┌──

//! Water temperature, cached locally for an hour.
//!
//! The temperature comes from a slow scraping pipeline on the backend, so a
//! fetched value is persisted and served from the cache while it is younger
//! than [`TEMPERATURE_TTL`].

use std::time::Duration;

use eisbach_types::WaterTemperature;

use crate::client::{decode, endpoints};
use crate::context::SourceContext;
use crate::error::Result;
use crate::fetch::{CachePolicy, DataSource, FetchOutcome, SourceConfig};
use crate::messages::{Locale, MessageSet};

/// Freshness window of a cached temperature.
pub const TEMPERATURE_TTL: Duration = Duration::from_secs(60 * 60);

/// Cache key of the water temperature.
pub const TEMPERATURE_CACHE_KEY: &str = "eisbach.water_temperature";

fn decode_temperature(body: &str) -> Result<f64> {
    decode::<WaterTemperature>(body).map(|t| t.water_temperature)
}

/// Cached water temperature source.
#[derive(Debug)]
pub struct WaterTemperatureMonitor {
    source: DataSource<f64>,
}

impl WaterTemperatureMonitor {
    pub fn new(ctx: &SourceContext) -> Self {
        Self::with_endpoint(ctx, endpoints::WATER_TEMPERATURE)
    }

    /// Read the temperature from `endpoint`, e.g. the
    /// [`WATER_TEMPERATURE_ALIAS`](endpoints::WATER_TEMPERATURE_ALIAS) path.
    pub fn with_endpoint(ctx: &SourceContext, endpoint: &str) -> Self {
        let config = SourceConfig::new("water temperature", endpoint)
            .cached(TEMPERATURE_CACHE_KEY, TEMPERATURE_TTL)
            .messages(
                MessageSet::WaterTemperature.messages(ctx.locale),
                MessageSet::WaterTemperature.interval(),
            );
        Self {
            source: ctx.source(config).with_decoder(decode_temperature),
        }
    }

    pub fn source(&self) -> &DataSource<f64> {
        &self.source
    }

    /// Fetch the temperature, serving a fresh cached value when allowed.
    pub async fn fetch(&self, policy: CachePolicy) -> FetchOutcome {
        self.source.fetch(&[], policy).await
    }

    /// Last known temperature in °C.
    pub fn temperature(&self) -> Option<f64> {
        self.source.value()
    }

    pub fn set_locale(&self, locale: Locale) {
        self.source
            .status()
            .set_messages(MessageSet::WaterTemperature.messages(locale));
    }
}

#[cfg(test)]
mod tests {
    use super::*;
    use crate::cache::{CacheStore, CachedValue, FileCache, MemoryCache, read_cached};
    use crate::clock::{Clock, ManualClock};
    use crate::mock::{MockResponse, MockTransport};
    use std::sync::Arc;
    use time::macros::datetime;

    fn body(t: f64) -> MockResponse {
        MockResponse::json(&WaterTemperature {
            water_temperature: t,
        })
    }

    #[tokio::test]
    async fn test_fetch_writes_cache() {
        let transport = Arc::new(MockTransport::new());
        let cache = Arc::new(MemoryCache::new());
        let clock = Arc::new(ManualClock::new(datetime!(2025-04-05 12:00 UTC)));
        transport.on_get(endpoints::WATER_TEMPERATURE, body(7.1));
        let ctx = SourceContext::new(transport.clone())
            .with_cache(cache.clone())
            .with_clock(clock.clone());
        let monitor = WaterTemperatureMonitor::new(&ctx);

        assert_eq!(monitor.fetch(CachePolicy::Use).await, FetchOutcome::Fresh);
        assert_eq!(monitor.temperature(), Some(7.1));

        let entry: CachedValue<f64> = read_cached(cache.as_ref(), TEMPERATURE_CACHE_KEY)
            .unwrap()
            .unwrap();
        assert_eq!(entry, CachedValue::new(7.1, clock.now_millis()));
    }

    #[tokio::test]
    async fn test_legacy_cache_entry_is_served() {
        let transport = Arc::new(MockTransport::new());
        let dir = tempfile::tempdir().unwrap();
        let cache = Arc::new(FileCache::new(dir.path()));
        let clock = Arc::new(ManualClock::new(datetime!(2025-04-05 12:00 UTC)));
        let written = clock.now_millis() - 30 * 60 * 1000;
        cache
            .store(
                TEMPERATURE_CACHE_KEY,
                &format!(r#"{{"temperature":9.4,"timestamp":{written}}}"#),
            )
            .unwrap();

        let ctx = SourceContext::new(transport.clone())
            .with_cache(cache)
            .with_clock(clock);
        let monitor = WaterTemperatureMonitor::new(&ctx);

        assert_eq!(monitor.fetch(CachePolicy::Use).await, FetchOutcome::Cached);
        assert_eq!(monitor.temperature(), Some(9.4));
        assert_eq!(transport.total_calls(), 0);
    }

    #[tokio::test]
    async fn test_alias_endpoint_and_exporter_shape() {
        let transport = Arc::new(MockTransport::new());
        transport.on_get(
            endpoints::WATER_TEMPERATURE_ALIAS,
            MockResponse::Body(r#"{"temperature":"ignored","water_temperature":5.5}"#.into()),
        );
        let ctx = SourceContext::new(transport.clone());
        let monitor = WaterTemperatureMonitor::with_endpoint(&ctx, endpoints::WATER_TEMPERATURE_ALIAS);

        // Both keys at once is a duplicate field.
        assert_eq!(monitor.fetch(CachePolicy::Use).await, FetchOutcome::Failed);

        transport.on_get(
            endpoints::WATER_TEMPERATURE_ALIAS,
            MockResponse::Body(r#"{"temperature":5.5}"#.into()),
        );
        assert_eq!(monitor.fetch(CachePolicy::Use).await, FetchOutcome::Fresh);
        assert_eq!(monitor.temperature(), Some(5.5));
    }

    #[tokio::test(start_paused = true)]
    async fn test_status_messages_rotate_every_three_seconds() {
        let transport = Arc::new(MockTransport::new());
        transport.on_get(
            endpoints::WATER_TEMPERATURE,
            body(7.1).after(Duration::from_secs(10)),
        );
        let monitor = Arc::new(WaterTemperatureMonitor::new(&SourceContext::new(transport)));
        let messages = MessageSet::WaterTemperature.messages(Locale::En);

        let task = {
            let monitor = monitor.clone();
            tokio::spawn(async move { monitor.fetch(CachePolicy::Use).await })
        };
        tokio::time::sleep(Duration::from_millis(4500)).await;
        assert_eq!(monitor.source().status().message(), messages[1]);

        monitor.set_locale(Locale::Es);
        tokio::time::sleep(Duration::from_millis(1)).await;
        assert_eq!(
            monitor.source().status().message(),
            MessageSet::WaterTemperature.messages(Locale::Es)[1]
        );

        assert_eq!(task.await.unwrap(), FetchOutcome::Fresh);
        assert!(!monitor.source().status().is_running());
    }
}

└──

Task goal.
"async" is the string to look for; please copy every line of the records above where it appears.

Exercise result.
    pub async fn fetch(&self, policy: CachePolicy) -> FetchOutcome {
    async fn test_fetch_writes_cache() {
    async fn test_legacy_cache_entry_is_served() {
    async fn test_alias_endpoint_and_exporter_shape() {
    async fn test_status_messages_rotate_every_three_seconds() {
            tokio::spawn(async move { monitor.fetch(CachePolicy::Use).await })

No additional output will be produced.